A whole roasted chicken is a thing of culinary beauty, isn't it? They're tremendously easy to make (as in, you basically just season it and toss it in the oven), and they almost always come out so delicious. Hell, even the rotisserie chickens from Costco are amazing. One of my favorite ways to eat a roasted chicken is simply to pick at it (my house, my rules), and I almost always seek out my favorite part first: the oyster.

What exactly is the oyster?

The oyster of the chicken is located on the backside, just alongside the backbone of the bird. There are a pair of them right where the lower half of the chicken begins, nestled just beyond the thighs, in a little shallow bowl-like shaped part of the bone. If you peel away the skin from that area and apply a little pressure, both oysters will slide right out.


Why is that part of the chicken called the oyster?

When you see them, it's a pretty obvious answer, but it's simply because the two pieces of meat do indeed resemble oysters in a way. The bone it comes from is shaped like a shallow half shell, which cradles the tender meat.


So what makes a chicken’s oysters so delicious?

There are multiple reasons why these morsels are so frickin' good. Because of where they're located on the bottom of the chicken, if you're roasting breast-side up, they don't get exposed directly to any harsh heat. So they almost always cook very gently no matter what method you're using.
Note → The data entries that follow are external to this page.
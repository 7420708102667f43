//! Terminal user interface: prompts and table rendering.
//!
//! - `input`: line and password prompts with validation and defaults
//! - `render`: menus, preference summaries and listing tables

pub mod input;
pub mod render;
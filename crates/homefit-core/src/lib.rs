//! Core library for Homefit.
//!
//! Homefit authenticates users against a local credential file, stores one
//! set of housing preferences per user, and filters three listing datasets
//! (apartments, commercial units, houses) down to the rows matching those
//! preferences.
//!
//! - `auth`: password hashing, registration/login, session context
//! - `store`: CSV-backed credential and preference tables
//! - `listings`: dataset loading and the listing filter
//! - `app`: the facade a front end talks to

pub mod app;
pub mod auth;
pub mod config;
pub mod error;
pub mod listings;
pub mod models;
pub mod store;
pub mod utils;

pub use app::App;
pub use auth::{Authenticator, PasswordScheme, Session};
pub use config::Config;
pub use error::{HomefitError, Result};
pub use listings::{DatasetKind, FilterOutcome};
pub use models::{Listing, PreferenceInput, PreferenceRecord, UserAccount, UserId};
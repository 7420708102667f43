//! Listing datasets and the preference filter.
//!
//! Three read-only CSV datasets are supported (apartments, commercial units,
//! houses). `DatasetLoader` reads them; `filter` keeps the rows a saved
//! preference record matches.

pub mod dataset;
pub mod filter;

pub use dataset::{DatasetKind, DatasetLoader};
pub use filter::{
    filter_listings, matches_apartment, matches_generic, FilterOutcome, FLOOR_TOLERANCE,
    INCOME_MULTIPLIER,
};
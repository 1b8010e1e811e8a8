use sqlx::PgPool;

use crate::app_error::AppError;

pub mod order;
pub mod settlement;
pub mod study_pack;
pub mod transaction;

#[derive(Clone)]
pub struct PostgresPersistence {
    pool: PgPool,
}

impl PostgresPersistence {
    pub fn new(pool: PgPool) -> Self {
        PostgresPersistence { pool }
    }

    pub fn pool(&self) -> &PgPool {
        &self.pool
    }
}

/// Parse a status column stored as text, reporting corrupt rows as a
/// database error.
pub(crate) fn parse_status<T>(raw: &str, column: &str) -> Result<T, AppError>
where
    T: std::str::FromStr,
{
    raw.parse::<T>().map_err(|_| {
        tracing::error!(column, value = raw, "Unknown status value in database");
        AppError::Database(format!("Unknown {column} value"))
    })
}

impl From<sqlx::Error> for AppError {
    fn from(err: sqlx::Error) -> Self {
        match &err {
            sqlx::Error::RowNotFound => AppError::NotFound,
            sqlx::Error::Database(db_err) => {
                let msg = db_err.message();
                // PostgreSQL unique violation
                if msg.contains("duplicate key") || msg.contains("unique constraint") {
                    AppError::Conflict("A record with this value already exists".into())
                }
                // PostgreSQL foreign key violation
                else if msg.contains("foreign key") {
                    AppError::InvalidInput("Referenced record not found".into())
                } else {
                    tracing::error!(error = ?err, "Database error");
                    AppError::Database("Database operation failed".into())
                }
            }
            _ => {
                tracing::error!(error = ?err, "Database error");
                AppError::Database("Database operation failed".into())
            }
        }
    }
}
use dotenvy::dotenv;
use tracing::info;

use lexicard_api::infra::{
    app::create_app,
    setup::{init_app_state, init_tracing},
};
use std::net::SocketAddr;

#[tokio::main]
async fn main() -> anyhow::Result<()> {
    dotenv().ok();
    init_tracing();

    let app_state = init_app_state().await?;

    // Read bind address from config before moving app_state
    let bind_addr = app_state.config.bind_addr;

    let app = create_app(app_state);

    let listener = tokio::net::TcpListener::bind(&bind_addr).await?;

    info!("Backend listening at {}", &listener.local_addr()?);

    axum::serve(
        listener,
        app.into_make_service_with_connect_info::<SocketAddr>(),
    )
    .await?;

    Ok(())
}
They are also dark meat, which means they naturally contain more fat than, say, chicken breast, and are therefore thankfully harder to overcook. A chicken's oyster has a soft, silky texture, that falls apart easily when you chew it, and a rich flavor that can't be beat. They are so, so good.
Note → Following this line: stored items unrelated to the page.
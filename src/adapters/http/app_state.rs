use std::sync::Arc;

use axum::extract::FromRef;

use crate::{
    application::{jwt::TokenAuthority, use_cases::payment::PaymentUseCases},
    infra::config::AppConfig,
};

#[derive(Clone)]
pub struct AppState {
    pub config: Arc<AppConfig>,
    pub token_authority: Arc<TokenAuthority>,
    pub payment_use_cases: Arc<PaymentUseCases>,
}

impl FromRef<AppState> for Arc<PaymentUseCases> {
    fn from_ref(app_state: &AppState) -> Self {
        app_state.payment_use_cases.clone()
    }
}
Be gentle to the chicken oysters

If you're someone who likes to purchase a chicken and butcher it into its constituent parts, it's really easy to either mangle the oysters or accidentally leave them on the back of the chicken. Serious Eats has a great video on how to break down a chicken, and at the 1:18 mark, they show you how to preserve that portion without messing it up, as it's carved off with the leg and thigh quarter.


If you're going to roast a chicken or get a convenient rotisserie chicken from the supermarket, the first thing you should do when you get home is flip that bird over and dig those things out before anyone else gets a chance to steal them. Hell, do it in the car, even. Then pick at the rest of the thing like I do, because that's the best way to eat a chicken.